:: WHAT TO WORK ON ::
Give back an exact copy of the lines in the records below, from the line that has "fn visit_source_file(&mut self, node: &SourceFile<'a>)" through the line that has "fn visit_binding_name(&mut self, node: &'a", and nothing besides.

:: INPUT DATA ::
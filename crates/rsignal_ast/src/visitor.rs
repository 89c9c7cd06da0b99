//! AST visitor trait for traversing the syntax tree.
//!
//! Visits borrow nodes for the arena lifetime `'a`, so an implementation may
//! keep references to the nodes it sees after the walk is over.

use crate::node::*;

/// A visitor over the AST. Default implementations walk into children in
/// source order; override a method to intercept a node kind and call the
/// matching `walk_*` function to continue into its children.
pub trait AstVisitor<'a> {
    fn visit_source_file(&mut self, node: &SourceFile<'a>) {
        for stmt in node.statements.iter() {
            self.visit_statement(stmt);
        }
    }

    fn visit_statement(&mut self, stmt: &'a Statement<'a>) {
        walk_statement(self, stmt);
    }

    fn visit_variable_declaration_list(&mut self, node: &'a VariableDeclarationList<'a>) {
        for decl in node.declarations.iter() {
            self.visit_variable_declaration(decl);
        }
    }

    fn visit_variable_declaration(&mut self, node: &'a VariableDeclaration<'a>) {
        self.visit_binding_name(&node.name);
        if let Some(init) = node.initializer {
            self.visit_expression(init);
        }
    }

    fn visit_binding_name(&mut self, node: &'a BindingName<'a>) {
        walk_binding_name(self, node);
    }

    fn visit_function(&mut self, node: &'a FunctionLikeDeclaration<'a>) {
        self.visit_parameters(node.parameters);
        self.visit_block(&node.body);
    }

    fn visit_parameters(&mut self, params: &'a [ParameterDeclaration<'a>]) {
        for param in params.iter() {
            self.visit_binding_name(&param.name);
            if let Some(init) = param.initializer {
                self.visit_expression(init);
            }
        }
    }

    fn visit_class(&mut self, node: &'a ClassLikeDeclaration<'a>) {
        walk_class(self, node);
    }

    fn visit_block(&mut self, node: &'a Block<'a>) {
        for stmt in node.statements.iter() {
            self.visit_statement(stmt);
        }
    }

    fn visit_expression(&mut self, expr: &'a Expression<'a>) {
        walk_expression(self, expr);
    }

    fn visit_call_expression(&mut self, node: &'a CallExpression<'a>) {
        self.visit_expression(node.expression);
        for arg in node.arguments.iter() {
            self.visit_expression(arg);
        }
    }

    fn visit_property_name(&mut self, node: &'a PropertyName<'a>) {
        if let PropertyName::Computed(computed) = node {
            self.visit_expression(computed.expression);
        }
    }

    fn visit_method(&mut self, node: &'a MethodDeclaration<'a>) {
        self.visit_property_name(&node.name);
        self.visit_parameters(node.parameters);
        self.visit_block(&node.body);
    }
}

pub fn walk_statement<'a, V: AstVisitor<'a> + ?Sized>(v: &mut V, stmt: &'a Statement<'a>) {
    match stmt {
        Statement::VariableStatement(n) => v.visit_variable_declaration_list(&n.declaration_list),
        Statement::FunctionDeclaration(n) => v.visit_function(n),
        Statement::ClassDeclaration(n) => v.visit_class(n),
        Statement::ImportDeclaration(_) => {}
        Statement::ExportDeclaration(_) => {}
        Statement::ExportAssignment(n) => v.visit_expression(n.expression),
        Statement::Block(n) => v.visit_block(n),
        Statement::EmptyStatement(_) | Statement::DebuggerStatement(_) => {}
        Statement::ExpressionStatement(n) => v.visit_expression(n.expression),
        Statement::IfStatement(n) => {
            v.visit_expression(n.expression);
            v.visit_statement(n.then_statement);
            if let Some(else_stmt) = n.else_statement {
                v.visit_statement(else_stmt);
            }
        }
        Statement::DoStatement(n) => {
            v.visit_statement(n.statement);
            v.visit_expression(n.expression);
        }
        Statement::WhileStatement(n) => {
            v.visit_expression(n.expression);
            v.visit_statement(n.statement);
        }
        Statement::ForStatement(n) => {
            if let Some(init) = &n.initializer {
                walk_for_initializer(v, init);
            }
            if let Some(cond) = n.condition {
                v.visit_expression(cond);
            }
            if let Some(incr) = n.incrementor {
                v.visit_expression(incr);
            }
            v.visit_statement(n.statement);
        }
        Statement::ForInStatement(n) => {
            walk_for_initializer(v, &n.initializer);
            v.visit_expression(n.expression);
            v.visit_statement(n.statement);
        }
        Statement::ForOfStatement(n) => {
            walk_for_initializer(v, &n.initializer);
            v.visit_expression(n.expression);
            v.visit_statement(n.statement);
        }
        Statement::ContinueStatement(_) | Statement::BreakStatement(_) => {}
        Statement::ReturnStatement(n) => {
            if let Some(expr) = n.expression {
                v.visit_expression(expr);
            }
        }
        Statement::SwitchStatement(n) => {
            v.visit_expression(n.expression);
            for clause in n.clauses.iter() {
                if let Some(expr) = clause.expression {
                    v.visit_expression(expr);
                }
                for stmt in clause.statements.iter() {
                    v.visit_statement(stmt);
                }
            }
        }
        Statement::LabeledStatement(n) => v.visit_statement(n.statement),
        Statement::ThrowStatement(n) => v.visit_expression(n.expression),
        Statement::TryStatement(n) => {
            v.visit_block(&n.try_block);
            if let Some(catch) = &n.catch_clause {
                if let Some(name) = &catch.variable_declaration {
                    v.visit_binding_name(name);
                }
                v.visit_block(&catch.block);
            }
            if let Some(finally) = &n.finally_block {
                v.visit_block(finally);
            }
        }
    }
}

fn walk_for_initializer<'a, V: AstVisitor<'a> + ?Sized>(v: &mut V, init: &'a ForInitializer<'a>) {
    match init {
        ForInitializer::VariableDeclarationList(list) => v.visit_variable_declaration_list(list),
        ForInitializer::Expression(expr) => v.visit_expression(expr),
    }
}

pub fn walk_binding_name<'a, V: AstVisitor<'a> + ?Sized>(v: &mut V, node: &'a BindingName<'a>) {
    match node {
        BindingName::Identifier(_) => {}
        BindingName::ObjectBindingPattern(pattern) => {
            for element in pattern.elements.iter() {
                walk_binding_element(v, element);
            }
        }
        BindingName::ArrayBindingPattern(pattern) => {
            for element in pattern.elements.iter() {
                if let ArrayBindingElement::BindingElement(element) = element {
                    walk_binding_element(v, element);
                }
            }
        }
    }
}

fn walk_binding_element<'a, V: AstVisitor<'a> + ?Sized>(v: &mut V, element: &'a BindingElement<'a>) {
    if let Some(prop) = &element.property_name {
        v.visit_property_name(prop);
    }
    v.visit_binding_name(&element.name);
    if let Some(init) = element.initializer {
        v.visit_expression(init);
    }
}

pub fn walk_class<'a, V: AstVisitor<'a> + ?Sized>(v: &mut V, node: &'a ClassLikeDeclaration<'a>) {
    if let Some(heritage) = node.heritage {
        v.visit_expression(heritage);
    }
    for member in node.members.iter() {
        match member {
            ClassElement::Property(prop) => {
                v.visit_property_name(&prop.name);
                if let Some(init) = prop.initializer {
                    v.visit_expression(init);
                }
            }
            ClassElement::Method(method) => v.visit_method(method),
            ClassElement::StaticBlock(block) => v.visit_block(&block.body),
            ClassElement::Semicolon(_) => {}
        }
    }
}

pub fn walk_expression<'a, V: AstVisitor<'a> + ?Sized>(v: &mut V, expr: &'a Expression<'a>) {
    match expr {
        Expression::Identifier(_)
        | Expression::PrivateIdentifier(_)
        | Expression::StringLiteral(_)
        | Expression::NumericLiteral(_)
        | Expression::BigIntLiteral(_)
        | Expression::RegularExpressionLiteral(_)
        | Expression::NoSubstitutionTemplateLiteral(_)
        | Expression::OmittedExpression(_)
        | Expression::MetaProperty(_)
        | Expression::ThisKeyword(_)
        | Expression::SuperKeyword(_)
        | Expression::NullKeyword(_)
        | Expression::TrueKeyword(_)
        | Expression::FalseKeyword(_)
        | Expression::ImportKeyword(_) => {}
        Expression::TemplateExpression(n) => {
            for span in n.template_spans.iter() {
                v.visit_expression(span.expression);
            }
        }
        Expression::ArrayLiteral(n) => {
            for element in n.elements.iter() {
                v.visit_expression(element);
            }
        }
        Expression::ObjectLiteral(n) => {
            for prop in n.properties.iter() {
                match prop {
                    ObjectLiteralElement::PropertyAssignment(p) => {
                        v.visit_property_name(&p.name);
                        v.visit_expression(p.initializer);
                    }
                    ObjectLiteralElement::ShorthandPropertyAssignment(p) => {
                        if let Some(init) = p.object_assignment_initializer {
                            v.visit_expression(init);
                        }
                    }
                    ObjectLiteralElement::SpreadAssignment(p) => v.visit_expression(p.expression),
                    ObjectLiteralElement::Method(m) => v.visit_method(m),
                }
            }
        }
        Expression::PropertyAccess(n) => v.visit_expression(n.expression),
        Expression::ElementAccess(n) => {
            v.visit_expression(n.expression);
            v.visit_expression(n.argument_expression);
        }
        Expression::Call(n) => v.visit_call_expression(n),
        Expression::New(n) => {
            v.visit_expression(n.expression);
            for arg in n.arguments.unwrap_or(&[]).iter() {
                v.visit_expression(arg);
            }
        }
        Expression::TaggedTemplate(n) => {
            v.visit_expression(n.tag);
            v.visit_expression(n.template);
        }
        Expression::Parenthesized(n) => v.visit_expression(n.expression),
        Expression::FunctionExpression(n) => v.visit_function(n),
        Expression::ArrowFunction(n) => {
            v.visit_parameters(n.parameters);
            match &n.body {
                ConciseBody::Block(block) => v.visit_block(block),
                ConciseBody::Expression(expr) => v.visit_expression(expr),
            }
        }
        Expression::ClassExpression(n) => v.visit_class(n),
        Expression::Delete(n) => v.visit_expression(n.expression),
        Expression::TypeOf(n) => v.visit_expression(n.expression),
        Expression::Void(n) => v.visit_expression(n.expression),
        Expression::Await(n) => v.visit_expression(n.expression),
        Expression::PrefixUnary(n) => v.visit_expression(n.operand),
        Expression::PostfixUnary(n) => v.visit_expression(n.operand),
        Expression::Binary(n) => {
            v.visit_expression(n.left);
            v.visit_expression(n.right);
        }
        Expression::Conditional(n) => {
            v.visit_expression(n.condition);
            v.visit_expression(n.when_true);
            v.visit_expression(n.when_false);
        }
        Expression::Yield(n) => {
            if let Some(expr) = n.expression {
                v.visit_expression(expr);
            }
        }
        Expression::Spread(n) => v.visit_expression(n.expression),
    }
}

:: SOLUTION ::
    fn visit_source_file(&mut self, node: &SourceFile<'a>) {
        for stmt in node.statements.iter() {
            self.visit_statement(stmt);
        }
    }

    fn visit_statement(&mut self, stmt: &'a Statement<'a>) {
        walk_statement(self, stmt);
    }

    fn visit_variable_declaration_list(&mut self, node: &'a VariableDeclarationList<'a>) {
        for decl in node.declarations.iter() {
            self.visit_variable_declaration(decl);
        }
    }

    fn visit_variable_declaration(&mut self, node: &'a VariableDeclaration<'a>) {
        self.visit_binding_name(&node.name);
        if let Some(init) = node.initializer {
            self.visit_expression(init);
        }
    }

    fn visit_binding_name(&mut self, node: &'a BindingName<'a>) {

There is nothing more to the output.